* _ASSIGNMENT_
Give the lines of the material verbatim, from the first line to the line with "use proctor_engine::engine::run;", including both.

━━━━━ RECORDED DATA

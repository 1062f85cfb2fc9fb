//! Tests for cooperative cancellation: external cancel tokens, the
//! global run timeout, and per-check timeouts.

mod common;

use serde_json::json;

use proctor_engine::cancel::CancelToken;
use proctor_engine::engine::run;
use proctor_engine::events::EventPayload;
use proctor_engine::spec::CheckSpec;
use proctor_engine::types::{CheckStatus, CheckType, Duration};

use common::{catalog, collecting_config, echo_check, run_options};

#[tokio::test]
async fn a_cancelled_token_stops_the_run_before_any_work() {
    let checks = catalog(vec![echo_check("a", "A")]);
    let (config, emitter) = collecting_config();

    let cancel = CancelToken::new();
    cancel.cancel();
    let mut options = run_options();
    options.cancel = Some(cancel);

    let result = run(checks, config, options).await.expect("completes");

    assert_eq!(result.statistics.total_executions, 0);
    assert!(emitter.events().iter().any(|event| {
        matches!(&event.payload, EventPayload::Shutdown { .. })
    }));
}

#[tokio::test]
async fn global_timeout_drains_in_flight_work_and_stops() {
    let slow = CheckSpec::new("slow", CheckType::Command)
        .with_config(json!({"exec": "sleep 0.2; echo done"}));
    let dependent = echo_check("dependent", "after").with_depends_on(&["slow"]);
    let checks = catalog(vec![slow, dependent]);

    let (config, emitter) = collecting_config();
    let mut options = run_options();
    options.timeout = Some(Duration::from_millis(50));

    let result = run(checks, config, options).await.expect("completes");

    // The in-flight check finished at the level barrier; the next
    // level was never scheduled.
    let slow = result.statistics.checks.get("slow").expect("slow");
    assert_eq!(slow.success, 1);
    let dependent = result.statistics.checks.get("dependent").expect("dependent");
    assert_eq!(dependent.total, 0);

    assert!(emitter.events().iter().any(|event| {
        matches!(
            &event.payload,
            EventPayload::Shutdown { error: Some(reason) } if reason.contains("timeout")
        )
    }));
}

#[tokio::test]
async fn per_check_timeout_fails_the_attempt() {
    let mut hung = CheckSpec::new("hung", CheckType::Command)
        .with_config(json!({"exec": "sleep 5"}));
    hung.timeout = Some(Duration::from_millis(50));
    let checks = catalog(vec![hung]);
    let (config, emitter) = collecting_config();

    let result = run(checks, config, run_options()).await.expect("completes");

    let group = result.results.get("hung").expect("group");
    assert_eq!(group.checks[0].status, CheckStatus::Failed);
    assert!(emitter.events().iter().any(|event| {
        matches!(
            &event.payload,
            EventPayload::CheckErrored { error, .. } if error.contains("timed out")
        )
    }));
}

━━━━━━━━━━

* _EXERCISE ANSWER_
repository 1062f85cfb2fc9fb
//! Tests for cooperative cancellation: external cancel tokens, the
//! global run timeout, and per-check timeouts.

mod common;

use serde_json::json;

use proctor_engine::cancel::CancelToken;
use proctor_engine::engine::run;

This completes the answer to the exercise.